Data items
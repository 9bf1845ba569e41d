use engine_logging::{engine_debug, engine_info, engine_warn};

use crate::generation::{
    CANCEL_NOTICE_LIFETIME, CANCEL_SETTLE_DELAY, COMPLETION_DISPLAY_WINDOW,
};
use crate::state::{NotificationKind, LONG_NOTIFICATION, SHORT_NOTIFICATION};
use crate::validation::validate_generation;
use crate::{AppState, Effect, ExportRequest, JobEvent, Msg, RunId, TestCase, UploadRejection};

/// Pure update function: applies a message to state and returns any effects.
pub fn update(mut state: AppState, msg: Msg) -> (AppState, Vec<Effect>) {
    let effects = match msg {
        Msg::RequirementsTextChanged(text) => {
            state.inputs.set_text(text);
            clear_stale_error(&mut state);
            state.mark_dirty();
            Vec::new()
        }
        Msg::FilesAdded(files) => {
            let rejections = state.inputs.add_files(files);
            clear_stale_error(&mut state);
            state.mark_dirty();
            notify_rejections(&mut state, &rejections)
        }
        Msg::FileRemoved(name) => {
            if state.inputs.remove_file(&name) {
                state.mark_dirty();
            }
            Vec::new()
        }
        Msg::KnowledgeBaseToggled(enabled) => {
            state.kb.set_enabled(enabled);
            clear_stale_error(&mut state);
            state.mark_dirty();
            Vec::new()
        }
        Msg::KbDocumentsAdded(uploads) => {
            let outcome = state.kb.add_documents(uploads);
            engine_debug!(
                "KB upload: added={} duplicates={} rejected={}",
                outcome.added,
                outcome.duplicates,
                outcome.rejections.len()
            );
            clear_stale_error(&mut state);
            state.mark_dirty();
            let mut effects = notify_rejections(&mut state, &outcome.rejections);
            if effects.is_empty() && outcome.duplicates > 0 {
                let plural = if outcome.duplicates == 1 { "" } else { "s" };
                effects.push(state.notify(
                    NotificationKind::Info,
                    format!("Skipped {} duplicate document{plural}", outcome.duplicates),
                    SHORT_NOTIFICATION,
                ));
            }
            effects
        }
        Msg::KbDocumentRemoved(id) => {
            if state.kb.remove_document(&id) {
                state.mark_dirty();
            }
            Vec::new()
        }
        Msg::KbDocumentSelectionToggled(id) => {
            state.kb.toggle_selection(&id);
            state.mark_dirty();
            Vec::new()
        }
        Msg::GenerateClicked => start_generation(&mut state),
        Msg::CancelClicked => begin_cancel(&mut state),
        Msg::RunOpened { run_id } => {
            if state.active_run == Some(run_id) {
                engine_info!("Run {run_id} opened");
            } else {
                engine_debug!("Ignoring open of stale run {run_id}");
            }
            Vec::new()
        }
        Msg::RunEvent { run_id, event } => apply_run_event(&mut state, run_id, event),
        Msg::CancelSettled { run_id } => {
            if state.cancelled_run == Some(run_id) && state.generation.is_cancelling {
                state.generation.finish_cancel();
                state.active_run = None;
                state.mark_dirty();
                engine_info!("Run {run_id} cancelled");
                vec![Effect::ScheduleMsg {
                    after: CANCEL_NOTICE_LIFETIME,
                    msg: Msg::CancelNoticeExpired { run_id },
                }]
            } else {
                Vec::new()
            }
        }
        Msg::CancelNoticeExpired { run_id } => {
            if state.cancelled_run == Some(run_id) {
                state.cancelled_run = None;
                state.generation.clear_cancel_notice();
                state.mark_dirty();
            }
            Vec::new()
        }
        Msg::CompletionWindowElapsed { run_id } => {
            if state.active_run == Some(run_id) && state.generation.is_complete {
                state.generation.end_run();
                state.active_run = None;
                state.mark_dirty();
            }
            Vec::new()
        }
        Msg::TestCasesLoaded(cases) => {
            engine_info!("Loaded {} test cases", cases.len());
            state.is_loading_test_cases = false;
            state.board.set_all(cases);
            let board = &state.board;
            state.export_selection.retain(|id| board.get(id).is_some());
            state.mark_dirty();
            Vec::new()
        }
        Msg::TestCasesLoadFailed(reason) => {
            engine_warn!("Loading test cases failed: {reason}");
            state.is_loading_test_cases = false;
            vec![state.notify(
                NotificationKind::Error,
                format!("Failed to load test cases: {reason}"),
                LONG_NOTIFICATION,
            )]
        }
        Msg::TestCaseSelected(id) => {
            state.board.select(id.as_deref());
            state.mark_dirty();
            Vec::new()
        }
        Msg::TestCaseEdited { id, patch } => {
            if state.board.update(&id, &patch) {
                state.mark_dirty();
            } else {
                engine_warn!("Edit for unknown test case {id}");
            }
            Vec::new()
        }
        Msg::TestCaseDeleted(id) => {
            if state.board.delete(&id) {
                state.export_selection.remove(&id);
                state.mark_dirty();
            }
            Vec::new()
        }
        Msg::CategoryFilterChanged(category) => {
            state.board.set_category_filter(category);
            state.mark_dirty();
            Vec::new()
        }
        Msg::PriorityFilterChanged(priority) => {
            state.board.set_priority_filter(priority);
            state.mark_dirty();
            Vec::new()
        }
        Msg::KbCompliantFilterToggled(only) => {
            state.board.set_kb_compliant_only(only);
            state.mark_dirty();
            Vec::new()
        }
        Msg::SearchTextChanged(search) => {
            state.board.set_search(search);
            state.mark_dirty();
            Vec::new()
        }
        Msg::FiltersCleared => {
            state.board.clear_filters();
            state.mark_dirty();
            Vec::new()
        }
        Msg::SortChanged(sort_by) => {
            state.board.set_sort_by(sort_by);
            state.mark_dirty();
            Vec::new()
        }
        Msg::ExportFormatChanged(format) => {
            state.export.format = format;
            state.mark_dirty();
            Vec::new()
        }
        Msg::ExportKbReferencesToggled(include) => {
            state.export.include_kb_references = include;
            state.mark_dirty();
            Vec::new()
        }
        Msg::ExportKbScoresToggled(include) => {
            state.export.include_kb_scores = include;
            state.mark_dirty();
            Vec::new()
        }
        Msg::ExportSelectionToggled(id) => {
            if !state.export_selection.remove(&id) && state.board.get(&id).is_some() {
                state.export_selection.insert(id);
            }
            state.mark_dirty();
            Vec::new()
        }
        Msg::ExportSelectAll => {
            state.export_selection = state.board.all().iter().map(|c| c.id.clone()).collect();
            state.mark_dirty();
            Vec::new()
        }
        Msg::ExportSelectionCleared => {
            state.export_selection.clear();
            state.mark_dirty();
            Vec::new()
        }
        Msg::ExportClicked => start_export(&mut state),
        Msg::ExportFinished(result) => {
            let success = state.pending_export.take();
            match result {
                Ok(path) => {
                    engine_info!("Export written to {path}");
                    state.last_export_path = Some(path);
                    let message = success.unwrap_or_else(|| "Export finished".to_string());
                    vec![state.notify(NotificationKind::Success, message, LONG_NOTIFICATION)]
                }
                Err(reason) => {
                    engine_warn!("Export failed: {reason}");
                    vec![state.notify(
                        NotificationKind::Error,
                        format!("Export failed: {reason}"),
                        LONG_NOTIFICATION,
                    )]
                }
            }
        }
        Msg::NotificationExpired { id } => {
            if state.notification.as_ref().is_some_and(|n| n.id == id) {
                state.notification = None;
                state.mark_dirty();
            }
            Vec::new()
        }
    };

    (state, effects)
}

fn start_generation(state: &mut AppState) -> Vec<Effect> {
    if state.generation.is_running {
        engine_warn!("Generate clicked while a run is active; ignoring");
        return Vec::new();
    }
    if let Err(err) = validate_generation(&state.inputs, &state.kb) {
        engine_info!("Generation refused: {err}");
        state.generation.set_validation_error(err.to_string());
        state.mark_dirty();
        return Vec::new();
    }

    let run_id = state.allocate_run_id();
    state.generation.begin_run();
    state.active_run = Some(run_id);
    state.cancelled_run = None;
    state.run_kb_enabled = state.kb.is_enabled();
    state.mark_dirty();
    engine_info!(
        "Starting run {run_id} (files={}, kb={})",
        state.inputs.files().len(),
        state.run_kb_enabled
    );
    vec![Effect::StartRun { run_id }]
}

fn begin_cancel(state: &mut AppState) -> Vec<Effect> {
    let Some(run_id) = state.active_run else {
        return Vec::new();
    };
    if !state.generation.begin_cancel() {
        return Vec::new();
    }
    state.cancelled_run = Some(run_id);
    state.mark_dirty();
    engine_info!("Cancelling run {run_id}");
    vec![
        Effect::CancelRun { run_id },
        Effect::ScheduleMsg {
            after: CANCEL_SETTLE_DELAY,
            msg: Msg::CancelSettled { run_id },
        },
    ]
}

fn apply_run_event(state: &mut AppState, run_id: RunId, event: JobEvent) -> Vec<Effect> {
    if state.active_run != Some(run_id) {
        engine_debug!("Dropping {} from stale run {run_id}", event.kind());
        return Vec::new();
    }
    if state.generation.is_cancelling || state.generation.is_complete {
        engine_debug!("Dropping {} from settling run {run_id}", event.kind());
        return Vec::new();
    }

    let effects = match event {
        JobEvent::Progress {
            percent,
            estimated_seconds_remaining,
        } => {
            state
                .generation
                .apply_progress(percent, estimated_seconds_remaining);
            Vec::new()
        }
        JobEvent::Step { message } => {
            state.generation.apply_step(message);
            Vec::new()
        }
        JobEvent::KbNote { message } => {
            if state.run_kb_enabled {
                state.generation.apply_kb_note(message);
            }
            Vec::new()
        }
        JobEvent::TestCaseArrived { payload } => {
            state.generation.apply_test_case_arrived();
            match serde_json::from_value::<TestCase>(payload) {
                Ok(case) => state.board.upsert(case),
                Err(err) => engine_debug!("Test case payload not shown on board: {err}"),
            }
            Vec::new()
        }
        JobEvent::Complete {
            test_case_count,
            kb_compliance_score,
        } => {
            engine_info!("Run {run_id} complete: {test_case_count} test cases");
            state
                .generation
                .apply_complete(test_case_count, kb_compliance_score);
            state.is_loading_test_cases = true;
            vec![
                Effect::ScheduleMsg {
                    after: COMPLETION_DISPLAY_WINDOW,
                    msg: Msg::CompletionWindowElapsed { run_id },
                },
                Effect::LoadTestCases,
            ]
        }
        JobEvent::Failed { reason } => {
            engine_warn!("Run {run_id} failed: {reason}");
            state.generation.apply_failed(reason);
            state.active_run = None;
            Vec::new()
        }
    };
    state.mark_dirty();
    effects
}

fn start_export(state: &mut AppState) -> Vec<Effect> {
    if state.pending_export.is_some() {
        engine_debug!("Export already in progress");
        return Vec::new();
    }
    match ExportRequest::build(
        state.board.all(),
        &state.export_selection,
        &state.export,
        state.kb.is_enabled(),
    ) {
        Ok(request) => {
            engine_info!(
                "Exporting {} test cases as {}",
                request.test_cases.len(),
                request.format.label()
            );
            state.pending_export = Some(request.success_message());
            state.mark_dirty();
            vec![Effect::Export { request }]
        }
        Err(err) => vec![state.notify(NotificationKind::Error, err.to_string(), SHORT_NOTIFICATION)],
    }
}

/// A previous validation message goes away once the inputs change.
fn clear_stale_error(state: &mut AppState) {
    if !state.generation.is_running {
        state.generation.error = None;
    }
}

fn notify_rejections(state: &mut AppState, rejections: &[UploadRejection]) -> Vec<Effect> {
    if rejections.is_empty() {
        return Vec::new();
    }
    for rejection in rejections {
        engine_warn!("Upload rejected: {rejection}");
    }
    let message = rejections
        .iter()
        .map(ToString::to_string)
        .collect::<Vec<_>>()
        .join("; ");
    vec![state.notify(NotificationKind::Error, message, SHORT_NOTIFICATION)]
}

## Assignment:
Search the data above for the word "inputs" and show every line that has it.

## Answer for this exercise:
            state.inputs.set_text(text);
            let rejections = state.inputs.add_files(files);
            if state.inputs.remove_file(&name) {
    if let Err(err) = validate_generation(&state.inputs, &state.kb) {
        state.inputs.files().len(),
/// A previous validation message goes away once the inputs change.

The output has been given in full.